While it’s essential we allow this data stream to continue - expanding it with ever increasing resolution and bandwidth – the onus is also on the space industry to ensure datasets are put to best use.

Data shall not linger unused in archives, went the debate. Listening to user’s needs, making data both open-access and in digestible form, while also providing useful platforms and tools to disseminate the data – this is how EO data can reach its full potential.

We are deep into the climate crisis now, concluded experts, – “the wolf is in the house” – and data will help us both with climate mitigation and our transition to a net-zero world.

Value of open-access data recognised at GLOC

The efforts of the space community to contribute data were recognised at GLOC, when the organising International Astronautical Federation (IAF) presented ESA with the “Space for Climate Protection” Special Award for their participation in the tri-agency ESA-JAXA-NASA Earth Observing Dashboard.

The genesis of this collaboration was during the COVID-19 pandemic, when ESA deliberated how best their Sentinel missions could serve humankind.

The dashboard is a prime example of how open data in an easy-to-use form can serve all kinds of users, from scientists to decision makers without prior experience of satellite data.

Over 700 million Sentinel data users

The benefit of collaboration was also highlighted in an opening plenary session, when ESA advocated the capacity of the 25-year-old Copernicus programme – disseminating free and open Sentinel data to a growing community of users.

During its origins in the Global Monitoring for the Environment and Security (GMES) programme, users were not engaged, so the Agency decided to focus on users’ needs, allowing the Copernicus programme to blossom into a powerful tool to take the pulse of Earth’s system.

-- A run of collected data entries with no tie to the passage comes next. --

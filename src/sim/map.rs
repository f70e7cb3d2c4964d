//! Tile map: terrain grid and structure generation
//!
//! The grid is only consulted for map queries. Collision always runs
//! against the generated `Structure` rectangles.

use glam::Vec2;
use serde::{Deserialize, Serialize};

use super::structure::{Structure, StructureKind};
use crate::settings::MatchConfig;

/// Level 1 layout, one character per tile:
/// `.` empty, `B` brick, `I` iron, `W` river, `F` forest, `H` headquarters
const LEVEL_1: [&str; 19] = [
    "IIIIIIIIIIIIIIIIIIIIIIIIII",
    "I.F.F.FWFW......WFWF.F.F.I",
    "I.F.F.FWFW......WFWF.F.F.I",
    "IBBBBBBBBBB....BBBBBBBBBBI",
    "IB.......BB....B.......BBI",
    "IB.BBBBB.BB.BBBB.BBBBB.BBI",
    "IB.B...B.BB.B...B.B...B.BI",
    "IB.BBBBB.BB.BBBB.BBBBB.BBI",
    "I...WWW...WWWWWWWWWW.....I",
    "I.III.............III....I",
    "I.I...BBBBBBBBBBB..I.....I",
    "IFBFBFBFBFBFBFBFBFBFBFBFBI",
    "IBFBFBFBFBFBFBFBFBFBFBFBFI",
    "IFBFBFBFBF......BFBFBFBFBI",
    "IBFBFBFBFB......BFBFBFBFBI",
    "IFBFBFBFBFBFBFBFBFBFBFBFBI",
    "..........................",
    "BBBBBBBBBBBBBBBBBBBBBBBBBB",
    "IIIIIIIIIIIIHIIIIIIIIIIIII",
];

/// Terrain code for one grid cell
#[derive(Debug, Clone, Copy, PartialEq, Eq, Default, Serialize, Deserialize)]
pub enum Tile {
    #[default]
    Empty,
    Brick,
    Iron,
    River,
    Forest,
    Headquarters,
}

impl Tile {
    fn from_char(ch: char) -> Option<Self> {
        match ch {
            '.' => Some(Tile::Empty),
            'B' => Some(Tile::Brick),
            'I' => Some(Tile::Iron),
            'W' => Some(Tile::River),
            'F' => Some(Tile::Forest),
            'H' => Some(Tile::Headquarters),
            _ => None,
        }
    }

    fn structure_kind(self) -> Option<StructureKind> {
        match self {
            Tile::Empty => None,
            Tile::Brick => Some(StructureKind::Brick),
            Tile::Iron => Some(StructureKind::Iron),
            Tile::River => Some(StructureKind::River),
            Tile::Forest => Some(StructureKind::Forest),
            Tile::Headquarters => Some(StructureKind::Headquarters),
        }
    }

    /// Terrain a tank cannot drive through
    pub fn blocks_tank(self) -> bool {
        matches!(
            self,
            Tile::Brick | Tile::Iron | Tile::River | Tile::Headquarters
        )
    }
}

/// Error type for map loading.
#[derive(Debug, Clone, PartialEq, Eq)]
pub enum MapError {
    /// No built-in layout for this level id.
    UnknownLevel(u32),
    /// Layout has no headquarters tile.
    MissingHeadquarters,
    /// Layout has more than one headquarters tile.
    MultipleHeadquarters,
    /// A row's width differs from the first row's.
    RaggedRow {
        row: usize,
        expected: usize,
        found: usize,
    },
    /// Unrecognised tile character.
    UnknownTile { row: usize, col: usize, ch: char },
}

impl std::fmt::Display for MapError {
    fn fmt(&self, f: &mut std::fmt::Formatter<'_>) -> std::fmt::Result {
        match self {
            Self::UnknownLevel(level) => write!(f, "No layout for level {level}"),
            Self::MissingHeadquarters => write!(f, "Map has no headquarters"),
            Self::MultipleHeadquarters => write!(f, "Map has more than one headquarters"),
            Self::RaggedRow {
                row,
                expected,
                found,
            } => write!(f, "Row {row} has {found} tiles, expected {expected}"),
            Self::UnknownTile { row, col, ch } => {
                write!(f, "Unknown tile '{ch}' at row {row}, col {col}")
            }
        }
    }
}

impl std::error::Error for MapError {}

/// Immutable terrain grid
#[derive(Debug, Clone, Serialize, Deserialize)]
pub struct TileMap {
    pub level: u32,
    cols: usize,
    rows: usize,
    tiles: Vec<Tile>,
}

impl TileMap {
    /// Load a built-in level layout
    pub fn load(level: u32) -> Result<Self, MapError> {
        match level {
            1 => Self::parse(level, &LEVEL_1),
            _ => Err(MapError::UnknownLevel(level)),
        }
    }

    /// Parse a layout from text rows (see `LEVEL_1` for the alphabet)
    pub fn parse<S: AsRef<str>>(level: u32, rows: &[S]) -> Result<Self, MapError> {
        let cols = rows.first().map_or(0, |r| r.as_ref().chars().count());
        let mut tiles = Vec::with_capacity(cols * rows.len());
        let mut hq_count = 0;

        for (row, line) in rows.iter().enumerate() {
            let line = line.as_ref();
            let found = line.chars().count();
            if found != cols {
                return Err(MapError::RaggedRow {
                    row,
                    expected: cols,
                    found,
                });
            }
            for (col, ch) in line.chars().enumerate() {
                let tile = Tile::from_char(ch).ok_or(MapError::UnknownTile { row, col, ch })?;
                if tile == Tile::Headquarters {
                    hq_count += 1;
                }
                tiles.push(tile);
            }
        }

        match hq_count {
            0 => Err(MapError::MissingHeadquarters),
            1 => Ok(Self {
                level,
                cols,
                rows: rows.len(),
                tiles,
            }),
            _ => Err(MapError::MultipleHeadquarters),
        }
    }

    pub fn cols(&self) -> usize {
        self.cols
    }

    pub fn rows(&self) -> usize {
        self.rows
    }

    /// Terrain at a cell; out of range reads as empty ground
    pub fn tile_at(&self, col: i32, row: i32) -> Tile {
        self.index(col, row).map_or(Tile::Empty, |i| self.tiles[i])
    }

    /// Whether a cell blocks tanks; out of range always blocks.
    /// Debug/secondary query only; collision uses structure rectangles.
    pub fn is_blocking(&self, col: i32, row: i32) -> bool {
        self.index(col, row).is_none_or(|i| self.tiles[i].blocks_tank())
    }

    fn index(&self, col: i32, row: i32) -> Option<usize> {
        let col = usize::try_from(col).ok().filter(|&c| c < self.cols)?;
        let row = usize::try_from(row).ok().filter(|&r| r < self.rows)?;
        Some(row * self.cols + col)
    }

    /// Build the structure list and the headquarters.
    ///
    /// Cells past the configured screen rows/columns are clipped. Empty cells
    /// directly above the headquarters get a protective brick.
    /// `next_id` allocates entity ids.
    pub fn structures(
        &self,
        config: &MatchConfig,
        mut next_id: impl FnMut() -> u32,
    ) -> (Vec<Structure>, Structure) {
        let tile = config.tile_size;
        let cols = self.cols.min(config.max_cols());
        let rows = self.rows.min(config.max_rows());
        let mut structures = Vec::new();
        let mut headquarters = None;

        for row in 0..rows {
            for col in 0..cols {
                let kind = match self.tiles[row * self.cols + col].structure_kind() {
                    Some(kind) => kind,
                    None => continue,
                };
                let pos = Vec2::new(col as f32 * tile, row as f32 * tile);
                if kind == StructureKind::Headquarters {
                    headquarters = Some((col, row, pos));
                } else {
                    structures.push(Structure::new(next_id(), kind, pos, tile));
                }
            }
        }

        let (hq_col, hq_row, hq_pos) = match headquarters {
            Some(hq) => hq,
            // Clipped away by a screen smaller than the map; keep it reachable
            None => {
                let i = self
                    .tiles
                    .iter()
                    .position(|&t| t == Tile::Headquarters)
                    .unwrap_or_default();
                let (col, row) = (i % self.cols, i / self.cols);
                let pos = Vec2::new(col as f32 * tile, row as f32 * tile)
                    .min(config.screen_rect().max() - config.headquarters_size)
                    .max(Vec2::ZERO);
                (col, row, pos)
            }
        };

        if hq_row > 0 {
            for dc in [-1, 0, 1] {
                let (col, row) = (hq_col as i32 + dc, hq_row as i32 - 1);
                if col >= 0 && (col as usize) < cols && self.tile_at(col, row) == Tile::Empty {
                    let pos = Vec2::new(col as f32 * tile, row as f32 * tile);
                    structures.push(Structure::new(next_id(), StructureKind::Brick, pos, tile));
                }
            }
        }

        let hq = Structure::new(
            next_id(),
            StructureKind::Headquarters,
            hq_pos,
            config.headquarters_size,
        );
        log::info!(
            "Level {}: {}x{} grid, {} structures, headquarters at ({}, {})",
            self.level,
            cols,
            rows,
            structures.len(),
            hq.rect.pos.x,
            hq.rect.pos.y
        );
        (structures, hq)
    }
}

#[cfg(test)]
mod tests {
    use super::*;

    fn counter() -> impl FnMut() -> u32 {
        let mut id = 0;
        move || {
            id += 1;
            id
        }
    }

    #[test]
    fn test_level_one_shape() {
        let map = TileMap::load(1).unwrap();
        assert_eq!(map.cols(), 26);
        assert_eq!(map.rows(), 19);
        assert_eq!(map.tile_at(12, 18), Tile::Headquarters);
        assert_eq!(map.tile_at(0, 0), Tile::Iron);
    }

    #[test]
    fn test_unknown_level() {
        assert_eq!(TileMap::load(7).unwrap_err(), MapError::UnknownLevel(7));
    }

    #[test]
    fn test_queries_out_of_range() {
        let map = TileMap::load(1).unwrap();
        assert!(map.is_blocking(-1, 0));
        assert!(map.is_blocking(0, 99));
        assert_eq!(map.tile_at(-1, 0), Tile::Empty);
        assert_eq!(map.tile_at(500, 500), Tile::Empty);
        // Forest and empty ground never block
        assert_eq!(map.tile_at(2, 1), Tile::Forest);
        assert!(!map.is_blocking(2, 1));
        assert!(!map.is_blocking(1, 1));
        assert!(map.is_blocking(7, 1)); // river
    }

    #[test]
    fn test_exactly_one_headquarters_required() {
        assert_eq!(
            TileMap::parse(2, &["...", "..."]).unwrap_err(),
            MapError::MissingHeadquarters
        );
        assert_eq!(
            TileMap::parse(2, &["H.H"]).unwrap_err(),
            MapError::MultipleHeadquarters
        );
        assert!(matches!(
            TileMap::parse(2, &["H..", ".."]).unwrap_err(),
            MapError::RaggedRow { row: 1, .. }
        ));
        assert!(matches!(
            TileMap::parse(2, &["H.x"]).unwrap_err(),
            MapError::UnknownTile { ch: 'x', .. }
        ));
    }

    #[test]
    fn test_structures_generated_from_grid() {
        let config = MatchConfig::default();
        let map = TileMap::load(1).unwrap();
        let (structures, hq) = map.structures(&config, counter());

        let non_empty = map
            .tiles
            .iter()
            .filter(|t| !matches!(t, Tile::Empty | Tile::Headquarters))
            .count();
        // Level 1 has bricks above the headquarters already: no extra walls
        assert_eq!(structures.len(), non_empty);
        assert_eq!(hq.kind, StructureKind::Headquarters);
        assert_eq!(hq.rect.pos, Vec2::new(360.0, 540.0));
        assert_eq!(hq.rect.size, Vec2::splat(config.headquarters_size));
    }

    #[test]
    fn test_protective_wall_fills_empty_cells() {
        let config = MatchConfig::default();
        let map = TileMap::parse(2, &[".....", ".I...", "..H.."]).unwrap();
        let (structures, _hq) = map.structures(&config, counter());
        let bricks: Vec<_> = structures
            .iter()
            .filter(|s| s.kind == StructureKind::Brick)
            .map(|s| s.rect.pos)
            .collect();
        // Iron already occupies the cell up-left of the headquarters
        assert_eq!(bricks, vec![Vec2::new(60.0, 30.0), Vec2::new(90.0, 30.0)]);
    }

    #[test]
    fn test_structures_clipped_to_screen() {
        let config = MatchConfig {
            screen_width: 60.0,
            screen_height: 60.0,
            ..MatchConfig::default()
        };
        let map = TileMap::parse(2, &["IIII", "IH.I", "IIII"]).unwrap();
        let (structures, _hq) = map.structures(&config, counter());
        assert!(
            structures
                .iter()
                .all(|s| s.rect.pos.x < 60.0 && s.rect.pos.y < 60.0)
        );
    }
}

Annual global ice loss simulated over Oslo

ESA is constantly improving its Sentinel data access service – not least with its new Copernicus Data Space ecosystem - and with over 700 registered users, is a world-leader in the delivery of EO data.

Machine learning allows better use of data

Copernicus data facilitate the tracking of essential climate variables, and at GLOC, ESA’s FireCCI project – part of the Climate Change Initiative (CCI) - presented their current suite of global products to measure the fire disturbance climate variable.

By including Sentinel-3 data in their datasets, FireCCI’s burned area products can detect more burned area than previously and by using high resolution Sentinel-2 data, over 90% more small fires were detected in Africa than with previous datasets.

In one of the GLOC technical sessions, machine learning was in the spotlight. Machine learning and artificial intelligence help users use the massive amounts of available EO data in smart ways.

Abigail Robinson, from Science & Technology, Sweden, presented a deep-learning approach to model supraglacial lake-depth and extent, to better exploit Copernicus Sentinel-2 data. Supraglacial lake volume is an important parameter with respect to understanding the hydrology of the Greenland ice sheet.

The GLOC conference proved to be a vital gathering to air the role of space in climate action.

We need products and services

The position of space data in our efforts to mitigate climate change, were perfectly summarised in a highlight lecture by Richard Spinard, from the National Oceanic and Atmospheric Administration (NOAA), USA, "It is not enough to have good data from space and other sources about climate change. We need products and services that can be readily used by decision makers in the field.”